● Work request
Please state how many lines of the records below contain the word "optional". Give the number and nothing else.
----- Records shown
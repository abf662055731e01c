/*!
Shared plumbing for the `checkrt` test runtime.

This crate holds the pieces both halves of the runtime lean on: the
[`Error`] type, thin unix wrappers in [`os`], a formatter that never
touches the heap in [`stackfmt`], the stderr [`SimpleStderrLogger`], and
the check-reporting collaborator in [`report`].
*/
#![cfg_attr(not(test), warn(
    missing_debug_implementations,
    missing_docs,
    trivial_numeric_casts,
    unused_extern_crates,
    unused_import_braces,
    unused_qualifications,
))]

pub mod os;
pub mod report;
pub mod stackfmt;

use core::{
    fmt::{self, Display},
    time,
};
use std::{
    ffi::NulError,
    io,
    time::{SystemTime, UNIX_EPOCH},
};

use log::{Metadata, Record};

pub use report::{CheckReporter, Tally};

/// Main error struct for `checkrt`
#[derive(Debug)]
pub enum Error {
    /// File related error
    File(io::Error),
    /// A system call failed; carries the OS-provided reason.
    Os(String),
    /// You're holding it wrong
    IllegalState(String),
    /// The argument passed to this method or function is not valid
    IllegalArgument(String),
    /// Something else happened
    Unknown(String),
}

impl Error {
    /// File related error
    #[must_use]
    pub fn file(arg: io::Error) -> Self {
        Error::File(arg)
    }
    /// A system call failed
    #[must_use]
    pub fn os<S>(arg: S) -> Self
    where
        S: Into<String>,
    {
        Error::Os(arg.into())
    }
    /// Builds an [`Error::Os`] from `errno`, prefixed with what we were doing.
    #[must_use]
    pub fn last_os_error<S>(context: S) -> Self
    where
        S: Into<String>,
    {
        let err = io::Error::last_os_error();
        Error::Os(format!("{}: {err}", context.into()))
    }
    /// You're holding it wrong
    #[must_use]
    pub fn illegal_state<S>(arg: S) -> Self
    where
        S: Into<String>,
    {
        Error::IllegalState(arg.into())
    }
    /// The argument passed to this method or function is not valid
    #[must_use]
    pub fn illegal_argument<S>(arg: S) -> Self
    where
        S: Into<String>,
    {
        Error::IllegalArgument(arg.into())
    }
    /// Something else happened
    #[must_use]
    pub fn unknown<S>(arg: S) -> Self
    where
        S: Into<String>,
    {
        Error::Unknown(arg.into())
    }

    /// The short, human-readable reason, without the variant prefix.
    ///
    /// This is what ends up after `reason:` in an error report.
    #[must_use]
    pub fn reason(&self) -> String {
        match self {
            Self::File(err) => err.to_string(),
            Self::Os(s)
            | Self::IllegalState(s)
            | Self::IllegalArgument(s)
            | Self::Unknown(s) => s.clone(),
        }
    }
}

impl Display for Error {
    fn fmt(&self, f: &mut fmt::Formatter) -> fmt::Result {
        match self {
            Self::File(err) => write!(f, "File IO failed: {err}"),
            Self::Os(s) => write!(f, "OS error: {s}"),
            Self::IllegalState(s) => write!(f, "Illegal state: {s}"),
            Self::IllegalArgument(s) => write!(f, "Illegal argument: {s}"),
            Self::Unknown(s) => write!(f, "Unknown error: {s}"),
        }
    }
}

impl std::error::Error for Error {
    fn source(&self) -> Option<&(dyn std::error::Error + 'static)> {
        match self {
            Self::File(err) => Some(err),
            _ => None,
        }
    }
}

/// Create a `checkrt` Error from io Error
impl From<io::Error> for Error {
    fn from(err: io::Error) -> Self {
        Self::file(err)
    }
}

impl From<nix::Error> for Error {
    fn from(err: nix::Error) -> Self {
        Self::os(err.desc())
    }
}

impl From<NulError> for Error {
    fn from(err: NulError) -> Self {
        Self::illegal_argument(format!(
            "argument contains an interior nul byte at {}",
            err.nul_position()
        ))
    }
}

/// Current time
#[must_use]
#[inline]
pub fn current_time() -> time::Duration {
    SystemTime::now()
        .duration_since(UNIX_EPOCH)
        .unwrap_or_default()
}

/// Stderr logger
pub static CHECKRT_STDERR_LOGGER: SimpleStderrLogger = SimpleStderrLogger::new();

/// A simple logger struct that logs to stderr when used with [`log::set_logger`].
///
/// Output goes to stderr because stdout of a test program is frequently the
/// very thing under test.
#[derive(Debug)]
pub struct SimpleStderrLogger {}

impl Default for SimpleStderrLogger {
    fn default() -> Self {
        Self::new()
    }
}

impl SimpleStderrLogger {
    /// Create a new [`log::Log`] logger that will write log to stderr
    #[must_use]
    pub const fn new() -> Self {
        Self {}
    }

    /// register stderr logger
    pub fn set_logger() -> Result<(), Error> {
        log::set_logger(&CHECKRT_STDERR_LOGGER)
            .map_err(|_| Error::unknown("Failed to register logger"))
    }
}

impl log::Log for SimpleStderrLogger {
    #[inline]
    fn enabled(&self, _metadata: &Metadata) -> bool {
        true
    }

    fn log(&self, record: &Record) {
        eprintln!(
            "[{:?}] {}: {}",
            current_time(),
            record.level(),
            record.args()
        );
    }

    fn flush(&self) {}
}
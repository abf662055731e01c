//! # config
//! Environment-driven configuration of the budget.
//!
//! Variables are read with `getenv(3)` directly: `std::env::var` builds a
//! `String`, and this code runs inside the allocator.
use core::ffi::CStr;

use checkrt_core::{
    os::{raw_exit, write_all_raw},
    stackfmt::StackWriter,
};
use thiserror::Error;

/// Total budget, in bytes with an optional unit suffix.
pub const ENV_LIMIT_TOTAL: &CStr = c"CHECKRT_ALLOC_LIMIT_TOTAL";
/// Deprecated spelling of [`ENV_LIMIT_TOTAL`].
pub const ENV_LIMIT_TOTAL_OLD: &CStr = c"CHECKRT_ALLOC_LIMIT";
/// Peak budget, in bytes with an optional unit suffix.
pub const ENV_LIMIT_PEAK: &CStr = c"CHECKRT_ALLOC_LIMIT_PEAK";
/// Deprecated spelling of [`ENV_LIMIT_PEAK`].
pub const ENV_LIMIT_PEAK_OLD: &CStr = c"CHECKRT_HEAP_LIMIT";
/// Where allocation traces go: a path, or `&<fd>`.
pub const ENV_TRACE: &CStr = c"CHECKRT_TRACE";

/// Exit code for a budget variable we could not understand.
pub const CONFIG_ERROR_EXIT: i32 = 254;
/// Exit code for when the ledger itself cannot get memory.
pub const LEDGER_FAILURE_EXIT: i32 = 255;

/// Why a budget value was rejected.
#[derive(Error, Debug, Clone, Copy, PartialEq, Eq)]
pub enum LimitParseError {
    /// The value does not start with a decimal number.
    #[error("expected a decimal number")]
    NotANumber,
    /// The number does not fit in `usize` once scaled.
    #[error("limit does not fit in usize")]
    Overflow,
    /// Something other than `b`, `k`, `m` or `g` follows the number.
    #[error("unknown unit suffix")]
    BadSuffix,
}

/// How the budget should behave, as decided by the environment.
#[derive(Debug, Clone, Copy, PartialEq, Eq)]
pub enum LimitConfig {
    /// Grant everything the real allocator grants.
    NoLimit,
    /// Limit the bytes ever granted.
    Total(usize),
    /// Limit the bytes live at once.
    Peak(usize),
}

/// A budget variable that is set but malformed.
#[derive(Debug, Clone, Copy)]
pub struct BadLimitVar {
    /// The variable name
    pub name: &'static CStr,
    /// Its raw value
    pub value: &'static [u8],
    /// What was wrong with it
    pub error: LimitParseError,
}

/// Parses `<decimal>[ ][b|k|m|g][b]`, surrounding whitespace allowed.
///
/// Returns `Ok(None)` for a value that is empty or all whitespace, which
/// counts as unset.
pub fn parse_limit(value: &[u8]) -> Result<Option<usize>, LimitParseError> {
    let mut rest = value.trim_ascii_start();
    if rest.is_empty() {
        return Ok(None);
    }

    let digits = rest.iter().take_while(|b| b.is_ascii_digit()).count();
    if digits == 0 {
        return Err(LimitParseError::NotANumber);
    }
    let mut size: usize = 0;
    for &digit in &rest[..digits] {
        size = size
            .checked_mul(10)
            .and_then(|n| n.checked_add(usize::from(digit - b'0')))
            .ok_or(LimitParseError::Overflow)?;
    }
    rest = rest[digits..].trim_ascii_start();

    let shift = match rest.first().map(u8::to_ascii_lowercase) {
        None | Some(b'b') => 0,
        Some(b'k') => 10,
        Some(b'm') => 20,
        Some(b'g') => 30,
        Some(_) => return Err(LimitParseError::BadSuffix),
    };
    if let Some((_, tail)) = rest.split_first() {
        rest = tail;
        if shift != 0 && matches!(rest.first(), Some(b'b' | b'B')) {
            rest = &rest[1..];
        }
    }
    if !rest.trim_ascii().is_empty() {
        return Err(LimitParseError::BadSuffix);
    }

    size.checked_mul(1 << shift)
        .map(Some)
        .ok_or(LimitParseError::Overflow)
}

/// The value of an environment variable, without allocating.
///
/// The result borrows the process environment; nothing in this crate
/// modifies the environment while it is held.
#[must_use]
pub fn getenv(name: &CStr) -> Option<&'static CStr> {
    let value = unsafe { libc::getenv(name.as_ptr()) };
    if value.is_null() {
        None
    } else {
        Some(unsafe { CStr::from_ptr(value) })
    }
}

fn read_limit(name: &'static CStr) -> Result<Option<usize>, BadLimitVar> {
    let Some(value) = getenv(name).map(CStr::to_bytes) else {
        return Ok(None);
    };
    parse_limit(value).map_err(|error| BadLimitVar { name, value, error })
}

impl LimitConfig {
    /// Reads the budget variables: a total limit wins over a peak limit,
    /// and each primary name wins over its deprecated alias.
    pub fn from_env() -> Result<Self, BadLimitVar> {
        for name in [ENV_LIMIT_TOTAL, ENV_LIMIT_TOTAL_OLD] {
            if let Some(n) = read_limit(name)? {
                return Ok(Self::Total(n));
            }
        }
        for name in [ENV_LIMIT_PEAK, ENV_LIMIT_PEAK_OLD] {
            if let Some(n) = read_limit(name)? {
                return Ok(Self::Peak(n));
            }
        }
        Ok(Self::NoLimit)
    }

    /// Like [`LimitConfig::from_env`], but a malformed variable ends the
    /// process with [`CONFIG_ERROR_EXIT`].
    #[must_use]
    pub fn from_env_or_exit() -> Self {
        Self::from_env().unwrap_or_else(|bad| bad.exit())
    }
}

impl BadLimitVar {
    /// Prints the diagnostic to stderr and exits with [`CONFIG_ERROR_EXIT`].
    ///
    /// Uses `_exit`: atexit handlers could allocate, and the budget is not
    /// configured yet.
    pub fn exit(&self) -> ! {
        use core::fmt::Write;

        let mut msg = StackWriter::<512>::new();
        let _ = writeln!(
            msg,
            "checkrt_alloc: could not understand {} value: '{}' ({})",
            self.name.to_string_lossy(),
            self.value.escape_ascii(),
            self.error
        );
        let _ = write_all_raw(libc::STDERR_FILENO, msg.as_bytes());
        raw_exit(CONFIG_ERROR_EXIT)
    }
}
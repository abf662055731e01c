//! # global
//! The process-wide budget, and the ways to reach it: plain functions for
//! Rust callers and [`BudgetedAlloc`] for `#[global_allocator]`.
use core::{
    alloc::{GlobalAlloc, Layout},
    ffi::c_void,
    ptr,
};

use crate::{
    backend::{LibcAlloc, MIN_ALIGN},
    budget::{Budget, Mode},
};

/// The one budget every hook and [`BudgetedAlloc`] charge against.
pub static GLOBAL_BUDGET: Budget<LibcAlloc> = Budget::new(LibcAlloc);

/// Lift every limit.
pub fn set_no_limit() {
    GLOBAL_BUDGET.set_no_limit();
}

/// Limit the bytes granted from now on to `n`, counted cumulatively.
pub fn set_total(n: usize) {
    GLOBAL_BUDGET.set_total(n);
}

/// Limit the bytes live at once to `n`, counting only blocks allocated
/// from now on.
pub fn set_peak(n: usize) {
    GLOBAL_BUDGET.set_peak(n);
}

/// Headroom left in the global budget.
pub fn remaining() -> usize {
    GLOBAL_BUDGET.remaining()
}

/// Mode of the global budget.
pub fn mode() -> Mode {
    GLOBAL_BUDGET.mode()
}

/// See malloc(3), charged to the global budget.
///
/// # Safety
/// The result must be released with [`free`], [`realloc`] or [`reallocf`].
pub unsafe fn malloc(size: usize) -> *mut c_void {
    unsafe { GLOBAL_BUDGET.malloc(size) }
}

/// See calloc(3), charged to the global budget.
///
/// # Safety
/// As for [`malloc`].
pub unsafe fn calloc(count: usize, size: usize) -> *mut c_void {
    unsafe { GLOBAL_BUDGET.calloc(count, size) }
}

/// See realloc(3), charged to the global budget.
///
/// # Safety
/// `ptr` must be null or come from this module.
pub unsafe fn realloc(ptr: *mut c_void, size: usize) -> *mut c_void {
    unsafe { GLOBAL_BUDGET.realloc(ptr, size) }
}

/// See reallocf(3), charged to the global budget.
///
/// # Safety
/// `ptr` must be null or come from this module.
pub unsafe fn reallocf(ptr: *mut c_void, size: usize) -> *mut c_void {
    unsafe { GLOBAL_BUDGET.reallocf(ptr, size) }
}

/// See free(3)
///
/// # Safety
/// `ptr` must be null or come from this module.
pub unsafe fn free(ptr: *mut c_void) {
    unsafe { GLOBAL_BUDGET.free(ptr) }
}

/// Installs the global budget as a Rust allocator.
///
/// ```ignore
/// #[global_allocator]
/// static ALLOC: checkrt_alloc::BudgetedAlloc = checkrt_alloc::BudgetedAlloc;
/// ```
///
/// Every `Box`, `Vec` and `String` in the process is then charged, the
/// standard library's own bookkeeping included.
#[derive(Debug, Default, Clone, Copy)]
pub struct BudgetedAlloc;

fn fits_malloc(layout: Layout) -> bool {
    layout.align() <= MIN_ALIGN && layout.align() <= layout.size()
}

unsafe impl GlobalAlloc for BudgetedAlloc {
    unsafe fn alloc(&self, layout: Layout) -> *mut u8 {
        let ptr = unsafe {
            if fits_malloc(layout) {
                GLOBAL_BUDGET.malloc(layout.size())
            } else {
                GLOBAL_BUDGET.aligned_alloc(layout.align(), layout.size())
            }
        };
        ptr.cast()
    }

    unsafe fn alloc_zeroed(&self, layout: Layout) -> *mut u8 {
        if fits_malloc(layout) {
            return unsafe { GLOBAL_BUDGET.calloc(1, layout.size()) }.cast();
        }
        let ptr = unsafe { self.alloc(layout) };
        if !ptr.is_null() {
            unsafe { ptr::write_bytes(ptr, 0, layout.size()) };
        }
        ptr
    }

    unsafe fn dealloc(&self, ptr: *mut u8, _layout: Layout) {
        unsafe { GLOBAL_BUDGET.free(ptr.cast()) }
    }

    unsafe fn realloc(&self, ptr: *mut u8, layout: Layout, new_size: usize) -> *mut u8 {
        if layout.align() <= MIN_ALIGN && layout.align() <= new_size {
            return unsafe { GLOBAL_BUDGET.realloc(ptr.cast(), new_size) }.cast();
        }

        // realloc(3) does not preserve over-alignment
        let Ok(new_layout) = Layout::from_size_align(new_size, layout.align()) else {
            return ptr::null_mut();
        };
        let moved = unsafe { self.alloc(new_layout) };
        if !moved.is_null() {
            unsafe {
                ptr::copy_nonoverlapping(ptr, moved, layout.size().min(new_size));
                self.dealloc(ptr, layout);
            }
        }
        moved
    }
}
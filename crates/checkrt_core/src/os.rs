//! Operating System specific abstractions
//!
//! Everything with a `_raw` suffix, plus [`raw_exit`] and [`set_errno`],
//! neither allocates nor takes locks, so it may be called from a freshly
//! forked child or from inside an allocator.

use std::os::fd::{AsRawFd, BorrowedFd, FromRawFd, OwnedFd, RawFd};

use nix::{
    errno::Errno,
    sys::wait::{WaitStatus, waitpid},
    unistd::Pid,
};

use crate::Error;

/// Child Process Handle
#[derive(Debug)]
pub struct ChildHandle {
    /// The process id
    pub pid: Pid,
}

impl ChildHandle {
    /// Block until this particular child changes state and return how it ended.
    ///
    /// Retries on `EINTR`. Never reaps a different child.
    pub fn wait(&self) -> Result<WaitStatus, Error> {
        loop {
            match waitpid(self.pid, None) {
                Err(Errno::EINTR) => {}
                Err(err) => {
                    return Err(Error::os(format!("waitpid({}): {}", self.pid, err.desc())));
                }
                Ok(status @ (WaitStatus::Exited(..) | WaitStatus::Signaled(..))) => {
                    return Ok(status);
                }
                // stopped/continued: keep waiting for the real end
                Ok(_) => {}
            }
        }
    }
}

/// The `ForkResult` (result of a fork)
#[derive(Debug)]
pub enum ForkResult {
    /// The fork finished, we are the parent process.
    /// The child has the handle `ChildHandle`.
    Parent(ChildHandle),
    /// The fork finished, we are the child process.
    Child,
}

/// Unix has forks.
/// # Safety
/// In a multi-threaded parent the child may only use async-signal-safe
/// functions until it execs or exits: no allocation, no locks.
pub unsafe fn fork() -> Result<ForkResult, Error> {
    match unsafe { nix::unistd::fork() } {
        Ok(nix::unistd::ForkResult::Parent { child }) => {
            Ok(ForkResult::Parent(ChildHandle { pid: child }))
        }
        Ok(nix::unistd::ForkResult::Child) => Ok(ForkResult::Child),
        Err(err) => Err(Error::os(format!("fork: {}", err.desc()))),
    }
}

/// Duplicates `fd` onto the lowest free descriptor `>= floor`, close-on-exec.
pub fn dup_above(fd: BorrowedFd<'_>, floor: RawFd) -> Result<OwnedFd, Error> {
    match unsafe { libc::fcntl(fd.as_raw_fd(), libc::F_DUPFD_CLOEXEC, floor) } {
        -1 => Err(Error::last_os_error(format!(
            "Error calling fcntl({}, F_DUPFD_CLOEXEC, {floor})",
            fd.as_raw_fd()
        ))),
        new_fd => Ok(unsafe { OwnedFd::from_raw_fd(new_fd) }),
    }
}

/// `dup2` that reports the bare [`Errno`].
///
/// # Safety
/// The fds need to be legal fds; `device` is silently closed first.
pub unsafe fn dup2_raw(fd: RawFd, device: RawFd) -> Result<(), Errno> {
    Errno::result(unsafe { libc::dup2(fd, device) }).map(drop)
}

/// Writes all of `buf` to `fd`, retrying on `EINTR` and short writes.
pub fn write_all_raw(fd: RawFd, mut buf: &[u8]) -> Result<(), Errno> {
    while !buf.is_empty() {
        let res = unsafe { libc::write(fd, buf.as_ptr().cast(), buf.len()) };
        if res < 0 {
            let err = Errno::last();
            if err != Errno::EINTR {
                return Err(err);
            }
        } else {
            buf = &buf[res as usize..];
        }
    }
    Ok(())
}

/// Sets the calling thread's `errno`.
pub fn set_errno(code: i32) {
    unsafe {
        #[cfg(any(target_os = "linux", target_os = "emscripten"))]
        {
            *libc::__errno_location() = code;
        }
        #[cfg(target_os = "android")]
        {
            *libc::__errno() = code;
        }
        #[cfg(any(
            target_os = "macos",
            target_os = "ios",
            target_os = "freebsd",
            target_os = "dragonfly"
        ))]
        {
            *libc::__error() = code;
        }
        #[cfg(any(target_os = "openbsd", target_os = "netbsd"))]
        {
            *libc::__errno() = code;
        }
    }
}

/// Ends the process immediately: no atexit handlers, no destructors, no
/// stdio flushing.
pub fn raw_exit(code: i32) -> ! {
    unsafe { libc::_exit(code) }
}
----------
● Your response
2